斎藤ゆか会員は、高齢者ボランティアはプロダクティヴ・エイジングになるというのである。高齢者のボランティアを積極的に社会的生産的活動として評価するのである。高齢者は潜在的なボランティアが多くいるというのである。誰かに必要とされる場と仲間、役割を求めており、その人たちを活動に誘いだすことの重要性を指摘する。
コメントの高橋満会員が、高齢者の意識の多様性を指摘する。家でのんびりしていたい、ボランティアをしたくない層もいるのではないか。老後の暮らし方はまちまちであり、いままでやれなかったことを自分の趣味、絵を描いたり、陶芸したり,旅をしたり、音楽をしたり、人によって、それぞれの多様な生きがいをもっている。報告を聞いて、シンポジウムの題目が高齢者と社会教育となっていることから、ボランティアに集中していることに疑問をもった。高齢者の生き方に多様性を求めることは大切であることを痛感しました。
さらに、年金が少なく、余裕のない層もいるので、無償のボランティアにでていくのも容易でない層もいる。ボランティアをとおして、生活と働くことが学ぶことであり、自立していくことであるということにならないも層も数多くいるのある。
むしろ、年金では十分にくらせないということで、高齢者にも可能な雇用を求めるも層いる。また、自給自足的な農業をして、それを楽しみに暮らしている高齢者もいる。ときには、わずかながらの農産物を販売して、充足観をもつこともある。また、単なるボランティアではなく、環境保護運動や平和問題などの社会的活動に積極的に参加して、高齢者であるが未来への社会づくりに喜びを感じているもいる層もいるのである。

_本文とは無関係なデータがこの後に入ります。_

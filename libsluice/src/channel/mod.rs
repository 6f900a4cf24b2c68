mod error;

pub use error::ChannelError;

use crate::chain::{ChainEvent, ChainEventDetail};
use crate::crypto::{SecretKey, Signature};
use crate::outcome::{Allocation, Exit};
use crate::signed_state::SignedState;
use crate::state::{FixedPart, State};
use crate::types::{Destination, Funds};
use alloy_primitives::{Address, B256, U256};
use serde::{Deserialize, Serialize};
use std::collections::BTreeMap;
use std::fmt::{Display, Formatter};

/// Turn number of the pre-fund setup round.
pub const PRE_FUND_TURN_NUM: u64 = 0;
/// Turn number of the post-fund setup round.
pub const POST_FUND_TURN_NUM: u64 = 1;
/// Reserved value meaning "there is not yet a supported state".
pub const MAX_TURN_NUM: u64 = u64::MAX;

#[derive(Clone, Copy, Debug, PartialEq, Eq, Serialize, Deserialize)]
pub enum ChannelType {
    Ledger,
    Virtual,
    Swap,
}

/// The dispute status of a channel as derived from on-chain data.
#[derive(Clone, Copy, Debug, Default, PartialEq, Eq, Serialize, Deserialize)]
pub enum ChannelMode {
    /// No finalization is scheduled.
    #[default]
    Open,
    /// A challenge is registered and its clock is still running.
    Challenge,
    /// The finalization time has passed; the outcome can be paid out.
    Finalized,
}

impl Display for ChannelMode {
    fn fmt(&self, f: &mut Formatter<'_>) -> std::fmt::Result {
        match self {
            ChannelMode::Open => write!(f, "Open"),
            ChannelMode::Challenge => write!(f, "Challenge"),
            ChannelMode::Finalized => write!(f, "Finalized"),
        }
    }
}

/// Ordering key of the last chain event applied to a channel.
#[derive(Clone, Copy, Debug, Default, PartialEq, Eq, Serialize, Deserialize)]
pub struct ChainUpdateData {
    pub block_num: u64,
    pub tx_index: u64,
}

/// What the chain has told us about the channel.
#[derive(Clone, Debug, Default, PartialEq, Eq, Serialize, Deserialize)]
pub struct OnChainData {
    pub holdings: Funds,
    pub outcome: Exit,
    pub state_hash: B256,
    /// Unix timestamp at which a registered dispute finalizes; zero means no
    /// finalization is scheduled.
    pub finalizes_at: u64,
    pub is_challenge_initiated_by_me: bool,
    pub channel_mode: ChannelMode,
}

/// The channel's signed-state ledger. Rounds are only ever added, never
/// removed; the pre-fund and post-fund rounds are present from construction.
#[derive(Clone, Debug, PartialEq, Eq, Serialize, Deserialize)]
pub struct OffChainData {
    signed_states: BTreeMap<u64, SignedState>,
    latest_supported_turn_num: u64,
}

impl OffChainData {
    pub fn signed_state_for(&self, turn_num: u64) -> Option<&SignedState> {
        self.signed_states.get(&turn_num)
    }

    pub fn latest_supported_turn_num(&self) -> u64 {
        self.latest_supported_turn_num
    }
}

/// An off-chain account between participants, combining the fixed
/// parameters, the signed-state ledger and the observed on-chain data.
///
/// Not internally synchronized: the owner must guarantee a single writer per
/// channel id.
#[derive(Clone, Debug, PartialEq, Eq, Serialize, Deserialize)]
pub struct Channel {
    pub id: Destination,
    pub my_index: usize,
    pub channel_type: ChannelType,
    pub fixed: FixedPart,
    pub on_chain: OnChainData,
    off_chain: OffChainData,
    pub last_chain_update: ChainUpdateData,
}

impl Channel {
    /// Constructs a channel from its pre-fund state. The post-fund round is
    /// derived and stored alongside it, unsigned; on-chain holdings start at
    /// zero for every asset the outcome allocates.
    pub fn new(state: State, my_index: usize, channel_type: ChannelType) -> Result<Channel, ChannelError> {
        state.validate()?;
        if my_index >= state.fixed.participants.len() {
            return Err(ChannelError::InvalidMyIndex { index: my_index, participants: state.fixed.participants.len() });
        }
        if state.turn_num() != PRE_FUND_TURN_NUM {
            return Err(ChannelError::NotPreFundState(state.turn_num()));
        }

        let id = state.channel_id();
        let fixed = state.fixed.clone();

        let mut holdings = Funds::new();
        for (asset, _) in state.variable.outcome.total_allocated().iter() {
            holdings.insert(*asset, U256::ZERO);
        }

        let post_fund = state.with_turn_num(POST_FUND_TURN_NUM);
        let mut signed_states = BTreeMap::new();
        signed_states.insert(PRE_FUND_TURN_NUM, SignedState::new(state));
        signed_states.insert(POST_FUND_TURN_NUM, SignedState::new(post_fund));

        Ok(Channel {
            id,
            my_index,
            channel_type,
            fixed,
            on_chain: OnChainData { holdings, ..OnChainData::default() },
            off_chain: OffChainData { signed_states, latest_supported_turn_num: MAX_TURN_NUM },
            last_chain_update: ChainUpdateData::default(),
        })
    }

    pub fn off_chain(&self) -> &OffChainData {
        &self.off_chain
    }

    /// My own address, as a destination.
    pub fn my_destination(&self) -> Destination {
        Destination::from_address(self.fixed.participants[self.my_index])
    }

    /// The channel's counterparties, in participant order.
    pub fn other_participants(&self) -> Vec<Address> {
        self.fixed
            .participants
            .iter()
            .enumerate()
            .filter(|(i, _)| *i != self.my_index)
            .map(|(_, p)| *p)
            .collect()
    }

    /// Adds a signed state to the ledger, updating the supported turn number
    /// when the round reaches full quorum. This is the single commit point of
    /// off-chain consensus.
    ///
    /// Returns false and leaves the channel untouched if the state belongs to
    /// a different channel, is stale (older than the supported turn number),
    /// carries an invalid signature, or conflicts with a recorded signature.
    pub fn add_signed_state(&mut self, ss: SignedState) -> bool {
        let state = ss.state();
        if state.channel_id() != self.id {
            log::debug!("discarding state for channel {}, expected {}", state.channel_id(), self.id);
            return false;
        }
        if self.off_chain.latest_supported_turn_num != MAX_TURN_NUM
            && state.turn_num() < self.off_chain.latest_supported_turn_num
        {
            // Stale round: consensus has already moved past it.
            return false;
        }
        if ss.verify().is_err() {
            return false;
        }

        let turn_num = state.turn_num();
        match self.off_chain.signed_states.get_mut(&turn_num) {
            None => {
                self.off_chain.signed_states.insert(turn_num, ss);
            }
            Some(existing) => {
                if existing.merge(&ss).is_err() {
                    return false;
                }
            }
        }

        if self.off_chain.signed_states[&turn_num].has_all_signatures() {
            self.off_chain.latest_supported_turn_num = turn_num;
        }
        true
    }

    /// Wraps a state and signature as a `SignedState` and adds it.
    pub fn add_state_with_signature(&mut self, state: State, signature: Signature) -> bool {
        let mut ss = SignedState::new(state);
        if ss.add_signature(signature).is_err() {
            return false;
        }
        self.add_signed_state(ss)
    }

    /// Signs the state with the local key and adds it to the ledger,
    /// returning the signed state for transmission to peers.
    pub fn sign_and_add_state(&mut self, state: State, key: &SecretKey) -> Result<SignedState, ChannelError> {
        let signature = state.sign(key)?;
        let mut ss = SignedState::new(state);
        ss.add_signature(signature)?;
        if !self.add_signed_state(ss.clone()) {
            return Err(ChannelError::StateRejected);
        }
        Ok(ss)
    }

    pub fn sign_and_add_prefund(&mut self, key: &SecretKey) -> Result<SignedState, ChannelError> {
        self.sign_and_add_state(self.pre_fund_state()?.clone(), key)
    }

    pub fn sign_and_add_postfund(&mut self, key: &SecretKey) -> Result<SignedState, ChannelError> {
        self.sign_and_add_state(self.post_fund_state()?.clone(), key)
    }

    fn bootstrap_round(&self, turn_num: u64) -> Result<&SignedState, ChannelError> {
        self.off_chain.signed_states.get(&turn_num).ok_or(ChannelError::MissingBootstrapRound(turn_num))
    }

    pub fn pre_fund_state(&self) -> Result<&State, ChannelError> {
        Ok(self.bootstrap_round(PRE_FUND_TURN_NUM)?.state())
    }

    pub fn post_fund_state(&self) -> Result<&State, ChannelError> {
        Ok(self.bootstrap_round(POST_FUND_TURN_NUM)?.state())
    }

    pub fn signed_pre_fund_state(&self) -> Result<&SignedState, ChannelError> {
        self.bootstrap_round(PRE_FUND_TURN_NUM)
    }

    pub fn signed_post_fund_state(&self) -> Result<&SignedState, ChannelError> {
        self.bootstrap_round(POST_FUND_TURN_NUM)
    }

    pub fn pre_fund_signed_by_me(&self) -> bool {
        self.round_signed_by_me(PRE_FUND_TURN_NUM)
    }

    pub fn post_fund_signed_by_me(&self) -> bool {
        self.round_signed_by_me(POST_FUND_TURN_NUM)
    }

    fn round_signed_by_me(&self, turn_num: u64) -> bool {
        self.off_chain
            .signed_states
            .get(&turn_num)
            .is_some_and(|ss| ss.has_signature_for(self.my_index))
    }

    /// True once every participant has signed the pre-fund round.
    pub fn pre_fund_complete(&self) -> bool {
        self.off_chain
            .signed_states
            .get(&PRE_FUND_TURN_NUM)
            .is_some_and(|ss| ss.has_all_signatures())
    }

    /// True once every participant has signed the post-fund round.
    pub fn post_fund_complete(&self) -> bool {
        self.off_chain
            .signed_states
            .get(&POST_FUND_TURN_NUM)
            .is_some_and(|ss| ss.has_all_signatures())
    }

    /// True if I have signed some final state.
    pub fn final_signed_by_me(&self) -> bool {
        self.off_chain
            .signed_states
            .values()
            .any(|ss| ss.state().is_final() && ss.has_signature_for(self.my_index))
    }

    /// True if the latest supported state is final.
    pub fn final_completed(&self) -> bool {
        self.latest_supported_state().map(|s| s.is_final()).unwrap_or(false)
    }

    pub fn has_supported_state(&self) -> bool {
        self.off_chain.latest_supported_turn_num != MAX_TURN_NUM
    }

    /// The latest round signed by every participant.
    pub fn latest_supported_signed_state(&self) -> Result<&SignedState, ChannelError> {
        if !self.has_supported_state() {
            return Err(ChannelError::NoSupportedState);
        }
        self.off_chain
            .signed_states
            .get(&self.off_chain.latest_supported_turn_num)
            .ok_or(ChannelError::NoSupportedState)
    }

    pub fn latest_supported_state(&self) -> Result<&State, ChannelError> {
        Ok(self.latest_supported_signed_state()?.state())
    }

    /// The highest-turn-number round signed by at least one participant.
    pub fn latest_signed_state(&self) -> Result<&SignedState, ChannelError> {
        self.off_chain
            .signed_states
            .values()
            .rev()
            .find(|ss| !ss.signatures().is_empty())
            .ok_or(ChannelError::NoSignedStates)
    }

    /// The per-asset total the pre-fund outcome allocates, i.e. the collateral
    /// the channel needs to be fully funded.
    pub fn total(&self) -> Result<Funds, ChannelError> {
        Ok(self.pre_fund_state()?.variable.outcome.total_allocated())
    }

    /// True if the latest supported state's outcome can satisfy the given
    /// allocations with the given funding.
    pub fn affords(&self, allocation_map: &BTreeMap<Address, Allocation>, funding: &Funds) -> bool {
        match self.latest_supported_state() {
            Ok(s) => s.variable.outcome.affords(allocation_map, funding),
            Err(_) => false,
        }
    }

    /// True if the event is strictly newer than the last one applied, by
    /// `(block number, tx index)` ordering.
    fn is_new_chain_event(&self, event: &ChainEvent) -> bool {
        event.block.block_num > self.last_chain_update.block_num
            || (event.block.block_num == self.last_chain_update.block_num
                && event.tx_index > self.last_chain_update.tx_index)
    }

    /// Applies a confirmed chain event to the on-chain side. Rejects events
    /// that are not strictly newer than the last applied one, making
    /// re-delivery a safe no-op for the caller to ignore.
    pub fn update_with_chain_event(&mut self, event: &ChainEvent) -> Result<(), ChannelError> {
        if !self.is_new_chain_event(event) {
            return Err(ChannelError::StaleChainEvent {
                block_num: event.block.block_num,
                tx_index: event.tx_index,
            });
        }

        match &event.detail {
            ChainEventDetail::Deposited { asset, now_held } => {
                self.on_chain.holdings.insert(*asset, *now_held);
            }
            ChainEventDetail::AllocationUpdated { asset, amount } => {
                self.on_chain.holdings.insert(*asset, *amount);
            }
            ChainEventDetail::Concluded => {
                // Conclusion finalizes the channel as of the concluding block.
                self.on_chain.finalizes_at = event.block.timestamp;
            }
            ChainEventDetail::ChallengeRegistered {
                candidate,
                candidate_signatures,
                finalizes_at,
                is_initiated_by_me,
            } => {
                let disputed = State::from_parts(&self.fixed, candidate);
                let mut ss = SignedState::new(disputed.clone());
                for signature in candidate_signatures {
                    ss.add_signature(*signature)?;
                }

                self.on_chain.state_hash = disputed.hash();
                self.on_chain.outcome = candidate.outcome.clone();
                self.on_chain.finalizes_at = *finalizes_at;
                self.on_chain.is_challenge_initiated_by_me = *is_initiated_by_me;

                // The challenge may concern a mirrored counterpart with a
                // different id; only fold the disputed state into our own
                // ledger when it is really ours.
                if event.channel_id == self.id {
                    self.add_signed_state(ss);
                }
            }
            ChainEventDetail::ChallengeCleared { .. } => {
                self.on_chain.state_hash = B256::ZERO;
                self.on_chain.outcome = Exit::default();
                self.on_chain.finalizes_at = 0;
            }
            ChainEventDetail::Reclaimed { asset, remaining_held } => {
                self.on_chain.holdings.insert(*asset, *remaining_held);
            }
            ChainEventDetail::StatusUpdated { state_hash } => {
                self.on_chain.state_hash = *state_hash;
            }
        }

        self.last_chain_update = ChainUpdateData { block_num: event.block.block_num, tx_index: event.tx_index };
        Ok(())
    }

    /// Rederives the channel mode from the finalization time and the latest
    /// block timestamp. Must be called whenever either changes; the result is
    /// never cached across on-chain updates.
    pub fn update_channel_mode(&mut self, latest_block_timestamp: u64) {
        self.on_chain.channel_mode = if self.on_chain.finalizes_at == 0 {
            ChannelMode::Open
        } else if self.on_chain.finalizes_at <= latest_block_timestamp {
            ChannelMode::Finalized
        } else {
            ChannelMode::Challenge
        };
    }
}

報告ではボランティアを無償として位置づけているが、ボランティアは必ずしも無償だけではなく、有償というボランティアもあるのです。雇用のように賃金として、契約のルールによって、責任をもって働くのではなく、自発的意志によって、公共性をもつ地域活動や社会的活動に奉仕をすることであるが、そこには、交通費、活動費、謝礼的金銭を受ける有償ボランティアもあるのである。
国連総会総会決議1991年の高齢者の人権の5原則である自立、参加、ケア、自己実現、尊厳の内容に社会教育としてどう深めていくかということが大切である。
自立では仕事あるいは他の収入手段を得る機会、適切な教育や職業訓練に参加する機会を得る。日本では高齢者憲章が問題提起されている。ここでは、高齢者の能力を活用する事業や職種を社会全体で開発するなど高齢者が意欲を持って社会参加できる機会を広げることである。
高齢者の多様な生き方を支援するため生涯にわたり学習できるしくみの整備がのぞまれる。高齢者の経験や知恵が子供や若者の教育に活用されるしくみづくりなどの提言をしている。これらの提言に真正面にたちむかう社会教育関係者が望まれるのである。